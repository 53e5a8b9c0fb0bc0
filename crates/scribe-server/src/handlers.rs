//! HTTP request handlers
//!
//! Implements the query, answer, and health endpoints using axum. Grounding
//! violations surface as an upstream-validation failure (502) with a
//! distinct error kind, never as a plain retrieval failure (500).

use axum::{
    extract::{Query, State},
    http::StatusCode,
    response::{IntoResponse, Json, Response},
    routing::get,
    Router as AxumRouter,
};
use scribe_answer::{Answerer, AnswerError};
use scribe_domain::ResultRecord;
use scribe_llm::Provider;
use scribe_retrieval::{QueryOptions, RetrievalError};
use scribe_store::HashEmbeddingModel;
use serde::{Deserialize, Serialize};
use std::sync::Arc;

/// Shared application state
///
/// The answerer (and the stores beneath it) is read-only for the process
/// lifetime; concurrent requests share it without locking.
#[derive(Clone)]
pub struct AppState {
    /// The answer pipeline over the loaded index
    pub answerer: Arc<Answerer<HashEmbeddingModel, Provider>>,
}

/// Query string parameters shared by `/query` and `/answer`
#[derive(Debug, Deserialize)]
pub struct QueryParams {
    /// The natural-language question
    pub q: String,

    /// Target result count
    #[serde(default = "default_top_k")]
    pub top_k: usize,

    /// Candidate pool size fed to vector search
    #[serde(default = "default_candidates")]
    pub candidates: usize,

    /// Allow draft-status material for this call
    #[serde(default)]
    pub allow_draft: bool,
}

fn default_top_k() -> usize {
    5
}

fn default_candidates() -> usize {
    30
}

impl QueryParams {
    fn validate(&self) -> Result<QueryOptions, AppError> {
        if self.q.trim().len() < 3 {
            return Err(AppError::InvalidRequest(
                "q must be at least 3 characters".to_string(),
            ));
        }
        Ok(QueryOptions {
            top_k: self.top_k,
            candidates: self.candidates,
            allow_draft: self.allow_draft,
        })
    }
}

/// Health check response
#[derive(Debug, Serialize, Deserialize)]
pub struct HealthResponse {
    /// Service status
    pub status: String,
    /// Chunks available for retrieval
    pub chunks: usize,
}

/// Response shape of `/query`
#[derive(Debug, Serialize, Deserialize)]
pub struct QueryResponse {
    /// The original query
    pub query: String,
    /// Requested result count
    pub top_k: usize,
    /// Requested candidate pool size
    pub candidates: usize,
    /// Ordered result records
    pub results: Vec<ResultRecord>,
}

/// Response shape of `/answer`
#[derive(Debug, Serialize, Deserialize)]
pub struct AnswerResponse {
    /// The original query
    pub query: String,
    /// Generated, citation-validated answer text
    pub answer: String,
    /// Validated citations in first-occurrence order
    pub citations: Vec<String>,
    /// The result records the answer was grounded on
    pub retrieved: Vec<ResultRecord>,
}

/// Error response body
#[derive(Debug, Serialize, Deserialize)]
pub struct ErrorResponse {
    /// Machine-readable failure kind
    pub kind: String,
    /// Human-readable message
    pub error: String,
}

/// Application-level errors mapped to HTTP statuses
#[derive(Debug)]
pub enum AppError {
    /// Malformed request parameters (400)
    InvalidRequest(String),

    /// Retrieval failed (500)
    Retrieval(RetrievalError),

    /// The completion provider failed (502)
    Completion(String),

    /// The generated answer cited documents outside the retrieved set (502,
    /// distinct kind)
    CitationViolation {
        /// The offending identifiers
        illegal: Vec<String>,
        /// The allowed identifier set
        allowed: Vec<String>,
    },

    /// Internal error (500)
    Internal(String),
}

impl From<RetrievalError> for AppError {
    fn from(e: RetrievalError) -> Self {
        match e {
            RetrievalError::InvalidOptions(msg) => AppError::InvalidRequest(msg),
            other => AppError::Retrieval(other),
        }
    }
}

impl From<AnswerError> for AppError {
    fn from(e: AnswerError) -> Self {
        match e {
            AnswerError::Retrieval(e) => AppError::from(e),
            AnswerError::Completion(msg) => AppError::Completion(msg),
            AnswerError::CitationViolation { illegal, allowed } => {
                AppError::CitationViolation { illegal, allowed }
            }
        }
    }
}

impl IntoResponse for AppError {
    fn into_response(self) -> Response {
        let (status, kind, message) = match self {
            AppError::InvalidRequest(msg) => {
                (StatusCode::BAD_REQUEST, "invalid_request", msg)
            }
            AppError::Retrieval(e) => (
                StatusCode::INTERNAL_SERVER_ERROR,
                "retrieval_failure",
                e.to_string(),
            ),
            AppError::Completion(msg) => (StatusCode::BAD_GATEWAY, "completion_failure", msg),
            AppError::CitationViolation { illegal, allowed } => (
                StatusCode::BAD_GATEWAY,
                "citation_violation",
                format!(
                    "Answer cited unknown doc IDs: {:?}. Allowed: {:?}",
                    illegal, allowed
                ),
            ),
            AppError::Internal(msg) => (StatusCode::INTERNAL_SERVER_ERROR, "internal", msg),
        };

        let body = Json(ErrorResponse {
            kind: kind.to_string(),
            error: message,
        });
        (status, body).into_response()
    }
}

/// GET /health
async fn health(State(state): State<AppState>) -> Json<HealthResponse> {
    Json(HealthResponse {
        status: "ok".to_string(),
        chunks: state.answerer.retriever().chunk_count(),
    })
}

/// GET /query - policy-aware retrieval only
async fn query(
    State(state): State<AppState>,
    Query(params): Query<QueryParams>,
) -> Result<Json<QueryResponse>, AppError> {
    let options = params.validate()?;
    let results = state.answerer.retriever().query(&params.q, &options)?;

    Ok(Json(QueryResponse {
        query: params.q,
        top_k: options.top_k,
        candidates: options.candidates,
        results,
    }))
}

/// GET /answer - retrieval plus grounded generation
async fn answer(
    State(state): State<AppState>,
    Query(params): Query<QueryParams>,
) -> Result<Json<AnswerResponse>, AppError> {
    let options = params.validate()?;

    // Provider calls block; keep them off the async worker threads
    let answerer = Arc::clone(&state.answerer);
    let question = params.q.clone();
    let result = tokio::task::spawn_blocking(move || answerer.answer(&question, &options))
        .await
        .map_err(|e| AppError::Internal(format!("Task join error: {}", e)))??;

    Ok(Json(AnswerResponse {
        query: result.query,
        answer: result.answer,
        citations: result.citations,
        retrieved: result.retrieved,
    }))
}

/// Build the axum router over the application state
pub fn create_router(state: AppState) -> AxumRouter {
    AxumRouter::new()
        .route("/health", get(health))
        .route("/query", get(query))
        .route("/answer", get(answer))
        .with_state(state)
}
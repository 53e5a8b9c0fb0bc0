//! Error types for the retrieval core

use thiserror::Error;

/// Errors that can occur during a retrieval call
#[derive(Error, Debug)]
pub enum RetrievalError {
    /// A required persisted store is absent or unreadable
    #[error(transparent)]
    Store(#[from] scribe_store::StoreError),

    /// Embedding the query failed
    #[error("Embedding error: {0}")]
    Embedding(String),

    /// Vector search failed
    #[error("Search error: {0}")]
    Search(String),

    /// Query options outside their permitted bounds
    #[error("Invalid query options: {0}")]
    InvalidOptions(String),
}
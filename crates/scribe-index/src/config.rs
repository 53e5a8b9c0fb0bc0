//! Configuration for index construction

use serde::{Deserialize, Serialize};

/// Configuration for the chunker
///
/// Sizes are in characters; chunking is deliberately token-free so the
/// index does not depend on any particular embedding model's tokenizer.
#[derive(Debug, Clone, Serialize, Deserialize)]
pub struct ChunkConfig {
    /// Maximum chunk size (characters)
    pub max_chars: usize,

    /// Trailing characters of a closed chunk reused to seed the next one,
    /// so adjacent chunks share context across the boundary
    pub overlap_chars: usize,

    /// Metadata fields copied into the context header, in header order
    pub hint_fields: Vec<String>,
}

impl ChunkConfig {
    /// Validate the configuration
    pub fn validate(&self) -> Result<(), String> {
        if self.max_chars == 0 {
            return Err("max_chars must be greater than 0".to_string());
        }
        if self.overlap_chars >= self.max_chars {
            return Err("overlap_chars must be smaller than max_chars".to_string());
        }
        Ok(())
    }

    /// Load configuration from a TOML string
    pub fn from_toml(toml_str: &str) -> Result<Self, String> {
        toml::from_str(toml_str).map_err(|e| format!("Failed to parse TOML: {}", e))
    }

    /// Serialize configuration to a TOML string
    pub fn to_toml(&self) -> Result<String, String> {
        toml::to_string_pretty(self).map_err(|e| format!("Failed to serialize to TOML: {}", e))
    }
}

impl Default for ChunkConfig {
    fn default() -> Self {
        Self {
            max_chars: 1200,
            overlap_chars: 200,
            hint_fields: [
                "status",
                "system",
                "owner_team",
                "last_updated",
                "severity",
                "oncall_team",
            ]
            .iter()
            .map(|s| s.to_string())
            .collect(),
        }
    }
}
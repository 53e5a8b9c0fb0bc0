//! Document chunking
//!
//! Splits a document body into bounded retrieval units. Consecutive
//! paragraphs are packed greedily up to the size bound; when a chunk
//! closes, the next one is seeded with a trailing slice of it so adjacent
//! chunks share context. A single paragraph larger than the bound is
//! hard-split into fixed-size slices with no overlap.
//!
//! Packing is an explicit fold over paragraphs: each step consumes the
//! previous accumulator state and returns the next, and the overlap seed is
//! computed from the just-closed chunk text alone.

use crate::{ChunkConfig, IndexError};
use regex::Regex;
use scribe_domain::{Chunk, Document};

/// Splits documents into chunks according to a [`ChunkConfig`]
pub struct Chunker {
    config: ChunkConfig,
    blank_runs: Regex,
    space_runs: Regex,
}

/// Accumulator for paragraph packing
///
/// `closed` holds finished chunks; `pending` holds the paragraphs (and
/// possibly an overlap seed) of the chunk under construction.
struct PackState {
    closed: Vec<String>,
    pending: Vec<String>,
    pending_len: usize,
}

impl PackState {
    fn empty() -> Self {
        Self {
            closed: Vec::new(),
            pending: Vec::new(),
            pending_len: 0,
        }
    }

    /// One fold step: place the next paragraph
    fn step(mut self, para: &str, max_chars: usize, overlap_chars: usize) -> Self {
        if self.pending_len + para.len() + 2 <= max_chars {
            self.pending_len += para.len() + 2;
            self.pending.push(para.to_string());
            return self;
        }

        // Close the chunk under construction and derive the overlap seed
        // from its text.
        let seed = match self.close() {
            Some(chunk) => {
                let seed = tail_slice(&chunk, overlap_chars).to_string();
                self.closed.push(chunk);
                seed
            }
            None => String::new(),
        };

        if para.len() > max_chars {
            // Oversized paragraph: fixed-size slices, no overlap
            self.closed.extend(hard_split(para, max_chars));
            self.pending = Vec::new();
            self.pending_len = 0;
        } else if !seed.is_empty() && seed.len() + para.len() + 4 <= max_chars {
            self.pending_len = seed.len() + para.len() + 4;
            self.pending = vec![seed, para.to_string()];
        } else {
            // Seed would push the new chunk over the bound; start clean
            self.pending = vec![para.to_string()];
            self.pending_len = para.len() + 2;
        }

        self
    }

    fn close(&mut self) -> Option<String> {
        if self.pending.is_empty() {
            return None;
        }
        let chunk = self.pending.join("\n\n").trim().to_string();
        self.pending = Vec::new();
        self.pending_len = 0;
        Some(chunk)
    }

    fn finish(mut self) -> Vec<String> {
        if let Some(chunk) = self.close() {
            self.closed.push(chunk);
        }
        self.closed
    }
}

impl Chunker {
    /// Create a chunker with the given configuration
    pub fn new(config: ChunkConfig) -> Self {
        Self {
            config,
            blank_runs: Regex::new(r"\n{3,}").expect("static pattern"),
            space_runs: Regex::new(r"[ \t]{2,}").expect("static pattern"),
        }
    }

    /// Chunk one document into retrieval units
    ///
    /// Every chunk text is prefixed with a context header (title plus the
    /// configured metadata hints) and carries a frozen copy of the
    /// document's metadata extended with chunk-specific fields.
    ///
    /// # Errors
    ///
    /// A document without a title is an unrecoverable parse failure:
    /// [`IndexError::MissingTitle`] is returned and no chunks are emitted.
    pub fn chunk_document(&self, doc: &Document) -> Result<Vec<Chunk>, IndexError> {
        if doc.title.trim().is_empty() {
            return Err(IndexError::MissingTitle {
                source_path: doc.source_path.clone(),
            });
        }

        let header = self.context_header(doc);
        let full_text = format!("{}\n\n{}", header, doc.body);

        let chunks = self
            .chunk_text(&full_text)
            .into_iter()
            .enumerate()
            .map(|(idx, text)| {
                let mut meta = doc.meta.clone();
                meta.insert("doc_id".to_string(), doc.doc_id.clone());
                meta.insert("doc_type".to_string(), doc.doc_type.as_str().to_string());
                meta.insert("title".to_string(), doc.title.clone());
                meta.insert("source_path".to_string(), doc.source_path.clone());
                meta.insert("chunk_index".to_string(), idx.to_string());

                Chunk {
                    chunk_id: format!("{}::chunk-{:03}", doc.doc_id, idx),
                    doc_id: doc.doc_id.clone(),
                    doc_type: doc.doc_type.as_str().to_string(),
                    text,
                    meta,
                }
            })
            .collect();

        Ok(chunks)
    }

    /// Chunk raw text into bounded, overlapping slices
    pub fn chunk_text(&self, text: &str) -> Vec<String> {
        let text = self.normalize(text);
        if text.is_empty() {
            return Vec::new();
        }

        let paragraphs = text
            .split("\n\n")
            .map(str::trim)
            .filter(|p| !p.is_empty());

        paragraphs
            .fold(PackState::empty(), |state, para| {
                state.step(para, self.config.max_chars, self.config.overlap_chars)
            })
            .finish()
    }

    /// Collapse excessive whitespace: runs of 3+ newlines become a single
    /// blank line, runs of horizontal whitespace become one space
    fn normalize(&self, text: &str) -> String {
        let text = self.blank_runs.replace_all(text, "\n\n");
        let text = self.space_runs.replace_all(&text, " ");
        text.trim().to_string()
    }

    /// Synthesized context header: title line plus `key=value` hints for
    /// the configured metadata fields that are present
    fn context_header(&self, doc: &Document) -> String {
        let hints: Vec<String> = self
            .config
            .hint_fields
            .iter()
            .filter_map(|k| doc.meta.get(k).map(|v| format!("{}={}", k, v)))
            .collect();

        if hints.is_empty() {
            doc.title.clone()
        } else {
            format!("{}\n{}", doc.title, hints.join(" | "))
        }
    }
}

/// Trailing slice of at most `max_bytes`, aligned to a char boundary
fn tail_slice(text: &str, max_bytes: usize) -> &str {
    if max_bytes == 0 || text.len() <= max_bytes {
        return if max_bytes == 0 { "" } else { text };
    }
    let mut start = text.len() - max_bytes;
    while !text.is_char_boundary(start) {
        start += 1;
    }
    &text[start..]
}

/// Split into fixed-size slices, aligned to char boundaries
fn hard_split(text: &str, max_bytes: usize) -> Vec<String> {
    let mut parts = Vec::new();
    let mut start = 0;
    while start < text.len() {
        let mut end = (start + max_bytes).min(text.len());
        while !text.is_char_boundary(end) {
            end -= 1;
        }
        parts.push(text[start..end].to_string());
        start = end;
    }
    parts
}

#[cfg(test)]
mod tests {
    use super::*;
    use scribe_domain::DocType;
    use std::collections::BTreeMap;

    fn config(max_chars: usize, overlap_chars: usize) -> ChunkConfig {
        ChunkConfig {
            max_chars,
            overlap_chars,
            ..ChunkConfig::default()
        }
    }

    fn document(title: &str, body: &str) -> Document {
        let mut meta = BTreeMap::new();
        meta.insert("status".to_string(), "approved".to_string());
        meta.insert("system".to_string(), "identity".to_string());
        Document::new(
            "STD-02",
            DocType::Std,
            title,
            meta,
            body,
            "corpus/standards/STD-02.md",
        )
    }

    #[test]
    fn test_small_body_single_chunk() {
        let chunker = Chunker::new(ChunkConfig::default());
        let chunks = chunker
            .chunk_document(&document("STD-02: Retries", "Keep retries bounded."))
            .unwrap();
        assert_eq!(chunks.len(), 1);
        assert_eq!(chunks[0].chunk_id, "STD-02::chunk-000");
    }

    #[test]
    fn test_context_header_prepended() {
        let chunker = Chunker::new(ChunkConfig::default());
        let chunks = chunker
            .chunk_document(&document("STD-02: Retries", "Keep retries bounded."))
            .unwrap();

        let text = &chunks[0].text;
        assert!(text.starts_with("STD-02: Retries"));
        assert!(text.contains("status=approved"));
        assert!(text.contains("system=identity"));
    }

    #[test]
    fn test_missing_title_produces_no_chunks() {
        let chunker = Chunker::new(ChunkConfig::default());
        let result = chunker.chunk_document(&document("   ", "Body text."));
        assert!(matches!(result, Err(IndexError::MissingTitle { .. })));
    }

    #[test]
    fn test_chunk_meta_is_superset_of_document_meta() {
        let chunker = Chunker::new(ChunkConfig::default());
        let doc = document("STD-02: Retries", "Keep retries bounded.");
        let chunks = chunker.chunk_document(&doc).unwrap();

        for (key, value) in &doc.meta {
            assert_eq!(chunks[0].meta.get(key), Some(value));
        }
        assert_eq!(chunks[0].meta.get("chunk_index").unwrap(), "0");
        assert_eq!(chunks[0].meta.get("doc_id").unwrap(), "STD-02");
    }

    #[test]
    fn test_paragraphs_pack_up_to_bound() {
        let chunker = Chunker::new(config(100, 0));
        let chunks = chunker.chunk_text("first paragraph\n\nsecond paragraph\n\nthird paragraph");
        assert_eq!(chunks.len(), 1);
        assert!(chunks[0].contains("first paragraph"));
        assert!(chunks[0].contains("third paragraph"));
    }

    #[test]
    fn test_overflow_closes_chunk_and_seeds_overlap() {
        let p1 = "a".repeat(60);
        let p2 = "b".repeat(60);
        let chunker = Chunker::new(config(100, 20));
        let chunks = chunker.chunk_text(&format!("{}\n\n{}", p1, p2));

        assert_eq!(chunks.len(), 2);
        // The second chunk starts with the tail of the first
        let tail = &chunks[0][chunks[0].len() - 20..];
        assert!(chunks[1].starts_with(tail));
        assert!(chunks[1].ends_with(&p2));
    }

    #[test]
    fn test_hard_split_three_slices() {
        // One 3000-char paragraph against a 1200-char bound: exactly three
        // slices, each within the bound, concatenation lossless.
        let para = "x".repeat(3000);
        let chunker = Chunker::new(config(1200, 0));
        let chunks = chunker.chunk_text(&para);

        assert_eq!(chunks.len(), 3);
        for chunk in &chunks {
            assert!(chunk.len() <= 1200);
        }
        assert_eq!(chunks.concat(), para);
    }

    #[test]
    fn test_hard_split_respects_char_boundaries() {
        let para = "é".repeat(50); // 2 bytes per char
        let chunker = Chunker::new(config(33, 0));
        let chunks = chunker.chunk_text(&para);

        assert!(chunks.len() > 1);
        assert_eq!(chunks.concat(), para);
        for chunk in &chunks {
            assert!(chunk.len() <= 33);
        }
    }

    #[test]
    fn test_whitespace_normalization() {
        let chunker = Chunker::new(ChunkConfig::default());
        let chunks = chunker.chunk_text("line one\n\n\n\n\nline two\t\t  with   gaps");
        assert_eq!(chunks.len(), 1);
        assert!(chunks[0].contains("line two with gaps"));
    }

    #[test]
    fn test_empty_body_yields_no_chunks() {
        let chunker = Chunker::new(ChunkConfig::default());
        assert!(chunker.chunk_text("").is_empty());
        assert!(chunker.chunk_text("   \n\n  ").is_empty());
    }

    #[test]
    fn test_chunk_ids_are_sequential() {
        let body = (0..40)
            .map(|i| format!("paragraph number {} with some filler text", i))
            .collect::<Vec<_>>()
            .join("\n\n");
        let chunker = Chunker::new(config(160, 40));
        let doc = document("STD-02: Retries", &body);
        let chunks = chunker.chunk_document(&doc).unwrap();

        assert!(chunks.len() > 1);
        for (idx, chunk) in chunks.iter().enumerate() {
            assert_eq!(chunk.chunk_id, format!("STD-02::chunk-{:03}", idx));
        }
    }
}
//! Scribe Storage Layer
//!
//! Persists and reloads the artifacts of index construction: the chunk
//! store (newline-delimited JSON, one chunk record per line) and the vector
//! index used for similarity search.
//!
//! # Architecture
//!
//! - `JsonlChunkStore` holds the chunk records and maps search ordinals
//!   back to chunks
//! - `VectorIndex` wraps HNSW for nearest-neighbor search over embeddings
//! - `EmbeddingModel` is the seam to the external embedding collaborator;
//!   a deterministic hash-based model is provided for tests and local runs
//!
//! Both stores are loaded once at startup and treated as immutable for the
//! lifetime of the process; query traffic never mutates them, so concurrent
//! reads need no locking.
//!
//! # Examples
//!
//! ```no_run
//! use scribe_store::JsonlChunkStore;
//!
//! let store = JsonlChunkStore::load("data/indexes/chunks.jsonl").unwrap();
//! println!("{} chunks", store.len());
//! ```

#![warn(missing_docs)]

pub mod chunk_store;
pub mod embedding;
pub mod vector_index;

use std::path::PathBuf;
use thiserror::Error;

pub use chunk_store::JsonlChunkStore;
pub use embedding::{cosine_similarity, EmbeddingError, EmbeddingModel, HashEmbeddingModel};
pub use vector_index::{VectorIndex, VectorIndexError};

/// File name of the persisted chunk store inside an index directory
pub const CHUNKS_FILE: &str = "chunks.jsonl";

/// File name of the persisted vector list inside an index directory
pub const VECTORS_FILE: &str = "vectors.jsonl";

/// Errors that can occur during storage operations
#[derive(Error, Debug)]
pub enum StoreError {
    /// Chunk store file does not exist; indexing has not been run
    #[error("Missing chunk store at {path}. Run `scribe index` first.")]
    MissingChunkStore {
        /// Expected location of the chunk store
        path: PathBuf,
    },

    /// Vector index file does not exist; indexing has not been run
    #[error("Missing vector index at {path}. Run `scribe index` first.")]
    MissingVectorIndex {
        /// Expected location of the vector index
        path: PathBuf,
    },

    /// I/O error reading or writing a store
    #[error("I/O error: {0}")]
    Io(#[from] std::io::Error),

    /// A chunk record line failed to parse
    #[error("Malformed chunk record at line {line}: {source}")]
    MalformedRecord {
        /// 1-based line number in the chunk store file
        line: usize,
        /// Underlying JSON error
        source: serde_json::Error,
    },
}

**WHAT THIS TASK INVOLVES**
What is the number of lines in the data that contain "insert"? Write that number and nothing else.

**WRITTEN SOLUTION**
7